Sim-control test-state panel in the app

These controls live in the newer app (http://localhost:3000); make sure APP_VERSION in .env is recent enough (edge has them).

Choosing Versions

Which versions run is controlled by .env in the docker-simulation/ directory. The checked-in defaults work as-is; edit them to test a specific combination:

VariableControls
VERSIONopen_mower_ros image tag — a release tag (e.g. v1.2.3), edge (latest main), or a PR/sha tag
APP_VERSIONNewer app image tag (map editor / green style)
LEGACY_APP_VERSIONLegacy Flutter app image tag
NOVNC_PORT / VNC_PORTHost ports for the simulation view, if 6080/5900 are already taken
DISPLAY_RESOLUTIONVirtual display resolution for the simulation view

VERSION sets both the open_mower_ros image and the simulation image (built from that same tag), so the simulator’s message/service definitions always match the version under test.

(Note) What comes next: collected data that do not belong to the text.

impl Wallet {
    /// Creates an empty vault governed by `registry`.
    pub fn new(registry: OwnerRegistry) -> Self {
        Self {
            registry,
            store: TransactionStore::new(),
            balance: 0,
            audit: AuditLog::new(),
        }
    }

    // -----------------------------------------------------------------------
    // Read accessors
    // -----------------------------------------------------------------------

    /// The governing registry.
    pub fn registry(&self) -> &OwnerRegistry {
        &self.registry
    }

    /// The owners, in registration order.
    pub fn owners(&self) -> &[Address] {
        self.registry.owners()
    }

    /// Confirmations required before a transaction may execute.
    pub fn threshold(&self) -> usize {
        self.registry.threshold()
    }

    /// The holding balance, in smallest units.
    pub fn balance(&self) -> u64 {
        self.balance
    }

    /// Number of transactions ever submitted.
    pub fn transaction_count(&self) -> u64 {
        self.store.len()
    }

    /// Looks up a transaction.
    ///
    /// # Errors
    ///
    /// Returns [`VaultError::NotFound`] if no such id was ever assigned.
    pub fn transaction(&self, tx_id: TxId) -> Result<&Transaction, VaultError> {
        self.store.get(tx_id).ok_or(VaultError::NotFound { tx_id })
    }

    /// Derived lifecycle status of a transaction.
    ///
    /// # Errors
    ///
    /// Returns [`VaultError::NotFound`] if no such id was ever assigned.
    pub fn status(&self, tx_id: TxId) -> Result<TxStatus, VaultError> {
        Ok(self.transaction(tx_id)?.status(self.registry.threshold()))
    }

    /// Owners currently confirming a transaction, in registry order.
    ///
    /// # Errors
    ///
    /// Returns [`VaultError::NotFound`] if no such id was ever assigned.
    pub fn confirmers(&self, tx_id: TxId) -> Result<Vec<Address>, VaultError> {
        self.transaction(tx_id)?;
        Ok(self
            .registry
            .owners()
            .iter()
            .copied()
            .filter(|owner| self.store.has_confirmed(tx_id, owner))
            .collect())
    }

    /// Returns `true` if the transaction has reached quorum or executed.
    ///
    /// # Errors
    ///
    /// Returns [`VaultError::NotFound`] if no such id was ever assigned.
    pub fn is_confirmed(&self, tx_id: TxId) -> Result<bool, VaultError> {
        Ok(self.status(tx_id)? != TxStatus::Pending)
    }

    /// The audit log.
    pub fn audit(&self) -> &AuditLog {
        &self.audit
    }

    /// Registers a listener invoked inline for every future audit entry.
    pub fn subscribe(&mut self, listener: AuditListener) {
        self.audit.subscribe(listener);
    }

    // -----------------------------------------------------------------------
    // State-changing operations
    // -----------------------------------------------------------------------

    /// Submits a new transaction and auto-confirms it for the proposer.
    ///
    /// # Arguments
    ///
    /// * `caller` - The proposing owner.
    /// * `target` - Destination identity. Must not be the null identity.
    /// * `value` - Value to move on execution, in smallest units.
    /// * `payload` - Opaque call data handed to the target on execution.
    ///
    /// # Errors
    ///
    /// Returns [`VaultError::Unauthorized`] if `caller` is not an owner,
    /// or [`VaultError::NullTarget`] if `target` is the null identity.
    pub fn submit(
        &mut self,
        caller: Address,
        target: Address,
        value: u64,
        payload: Vec<u8>,
    ) -> Result<TxId, VaultError> {
        self.require_owner(&caller)?;
        if target.is_zero() {
            return Err(VaultError::NullTarget);
        }

        let tx_id = self.store.append(caller, target, value, payload.clone());
        self.store.record_confirmation(tx_id, caller);

        tracing::debug!(tx_id, proposer = %caller, value, "transaction submitted");
        self.audit.append(AuditRecord::Submission {
            proposer: caller,
            target,
            value,
            payload,
            tx_id,
        });

        Ok(tx_id)
    }

    /// Records the caller's confirmation of a pending transaction.
    ///
    /// # Errors
    ///
    /// Returns [`VaultError::Unauthorized`], [`VaultError::NotFound`],
    /// [`VaultError::AlreadyExecuted`], or
    /// [`VaultError::DuplicateConfirmation`], checked in that order.
    pub fn confirm(&mut self, caller: Address, tx_id: TxId) -> Result<(), VaultError> {
        self.require_owner(&caller)?;
        let tx = self.transaction(tx_id)?;
        if tx.is_executed() {
            return Err(VaultError::AlreadyExecuted { tx_id });
        }

        if !self.store.record_confirmation(tx_id, caller) {
            return Err(VaultError::DuplicateConfirmation {
                owner: caller,
                tx_id,
            });
        }

        tracing::debug!(tx_id, owner = %caller, "transaction confirmed");
        self.audit.append(AuditRecord::Confirmation {
            owner: caller,
            tx_id,
        });

        Ok(())
    }

    /// Withdraws the caller's confirmation from an unexecuted transaction.
    ///
    /// The count drops with the record; a proposer revoking their
    /// auto-confirmation can take a transaction back to zero.
    ///
    /// # Errors
    ///
    /// Returns [`VaultError::Unauthorized`], [`VaultError::NotFound`],
    /// [`VaultError::AlreadyExecuted`], or
    /// [`VaultError::NotYetConfirmed`], checked in that order.
    pub fn revoke(&mut self, caller: Address, tx_id: TxId) -> Result<(), VaultError> {
        self.require_owner(&caller)?;
        let tx = self.transaction(tx_id)?;
        if tx.is_executed() {
            return Err(VaultError::AlreadyExecuted { tx_id });
        }

        if !self.store.clear_confirmation(tx_id, &caller) {
            return Err(VaultError::NotYetConfirmed {
                owner: caller,
                tx_id,
            });
        }

        tracing::debug!(tx_id, owner = %caller, "confirmation revoked");
        self.audit.append(AuditRecord::Revocation {
            owner: caller,
            tx_id,
        });

        Ok(())
    }

    /// Executes a quorum-approved transaction through `invoker`.
    ///
    /// The transaction is marked executed and the value debited from the
    /// holding balance before the invoker runs. If the invocation fails
    /// (including an insufficient holding balance, which counts as a
    /// failed invocation), both effects are rolled back and the
    /// transaction remains available for a later attempt.
    ///
    /// # Errors
    ///
    /// Returns [`VaultError::Unauthorized`], [`VaultError::NotFound`],
    /// [`VaultError::AlreadyExecuted`], or
    /// [`VaultError::InsufficientConfirmations`] from the precondition
    /// checks, or [`VaultError::ExecutionFailed`] if the invocation
    /// itself fails.
    pub fn execute<I: Invoker>(
        &mut self,
        caller: Address,
        tx_id: TxId,
        invoker: &mut I,
    ) -> Result<(), VaultError> {
        self.require_owner(&caller)?;
        let tx = self.transaction(tx_id)?;
        if tx.is_executed() {
            return Err(VaultError::AlreadyExecuted { tx_id });
        }

        let required = self.registry.threshold();
        let confirmations = tx.confirmation_count();
        if confirmations < required {
            return Err(VaultError::InsufficientConfirmations {
                tx_id,
                confirmations,
                required,
            });
        }

        let target = tx.target();
        let value = tx.value();
        let payload = tx.payload().to_vec();

        // Checks passed. Commit the terminal state and the debit first;
        // the invocation runs against a vault that already considers this
        // transaction executed.
        let prior_balance = self.balance;
        self.store.set_executed(tx_id, true);

        let invocation = match self.balance.checked_sub(value) {
            Some(remaining) => {
                self.balance = remaining;
                invoker.invoke(&OutboundCall {
                    target,
                    value,
                    payload: &payload,
                })
            }
            None => Err(InvokeError::new(format!(
                "holding balance {prior_balance} cannot cover value {value}"
            ))),
        };

        match invocation {
            Ok(()) => {
                tracing::debug!(tx_id, owner = %caller, value, "transaction executed");
                self.audit.append(AuditRecord::Execution {
                    owner: caller,
                    tx_id,
                });
                Ok(())
            }
            Err(err) => {
                self.store.set_executed(tx_id, false);
                self.balance = prior_balance;
                tracing::warn!(tx_id, reason = %err.reason, "execution rolled back");
                Err(VaultError::ExecutionFailed {
                    tx_id,
                    reason: err.reason,
                })
            }
        }
    }

    /// Credits value into the holding balance.
    ///
    /// This is the deposit pass-through: the sender is any identity, not
    /// necessarily an owner. A zero amount is accepted as a no-op and
    /// recorded nowhere.
    ///
    /// # Returns
    ///
    /// The new holding balance.
    ///
    /// # Errors
    ///
    /// Returns [`VaultError::BalanceOverflow`] if the credit would exceed
    /// `u64::MAX`.
    pub fn deposit(&mut self, sender: Address, amount: u64) -> Result<u64, VaultError> {
        if amount == 0 {
            return Ok(self.balance);
        }

        let new_balance = self
            .balance
            .checked_add(amount)
            .ok_or(VaultError::BalanceOverflow)?;
        self.balance = new_balance;

        tracing::debug!(sender = %sender, amount, new_balance, "deposit received");
        self.audit.append(AuditRecord::Deposit {
            sender,
            amount,
            new_balance,
        });

        Ok(new_balance)
    }

    // -----------------------------------------------------------------------
    // Internal helpers
    // -----------------------------------------------------------------------

    fn require_owner(&self, caller: &Address) -> Result<(), VaultError> {
        if self.registry.is_owner(caller) {
            Ok(())
        } else {
            Err(VaultError::Unauthorized { caller: *caller })
        }
    }
}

After changing a version, rebuild so the change is picked up:

./sim.sh rebuild

Plain ./sim.sh up never rebuilds on its own — it reuses whatever was already built.

Common Commands

./sim.sh wraps docker compose with friendlier errors. Run ./sim.sh help for the full list.

CommandDoes
./sim.sh upPull latest images, then start the stack in the background
./sim.sh downStop the stack and remove its containers
./sim.sh restartdown then up (also pulls images)
./sim.sh rebuildForce-rebuild from source, then start — use after changing code/config or VERSION
./sim.sh logs [service]Follow logs (e.g. ./sim.sh logs open_mower_ros)
./sim.sh psShow container status
./sim.sh resetRestore the checked-in starter map and params
./sim.sh cleanDestructive: wipe all simulation state back to empty (asks first)

Resetting the Map

The map, params, and ROS home persist as plain files under ./data/ (bind mounts), so they survive down and restarts. To go back to the checked-in starter map:

./sim.sh reset

To wipe everything under ./data/ (map, params, ROS home, recordings) back to an empty state:

./sim.sh clean

Troubleshooting

If the stack seems stuck, check that the simulation container is healthy and tail the logs:

./sim.sh ps                          # mower_simulation_gui should be "healthy"
./sim.sh logs mower_simulation_gui
./sim.sh logs open_mower_ros
  • open_mower_ros waits for the simulation. By design, mower_simulation_gui starts first and owns the ROS master; open_mower_ros only starts once it reports healthy. This mirrors a real boot, where the low-level board must be present before the ROS logic looks for it.
  • A change isn’t showing up? If the stack was already running, you likely need ./sim.sh rebuild — plain up never rebuilds on its own.
  • Ports already in use? Change NOVNC_PORT / VNC_PORT in .env.
  • GPU acceleration is off by default and not needed. If you have a GPU, uncomment the relevant block for mower_simulation_gui in docker-compose.yaml; the container auto-detects it and falls back to software rendering if it can’t be used.

Testing Local Source Changes

To run open_mower_ros from your local checkout instead of a published image, build it once:

./sim.sh build-from-source

Then set BASE_IMAGE=local/open_mower_ros:local in .env and run ./sim.sh rebuild.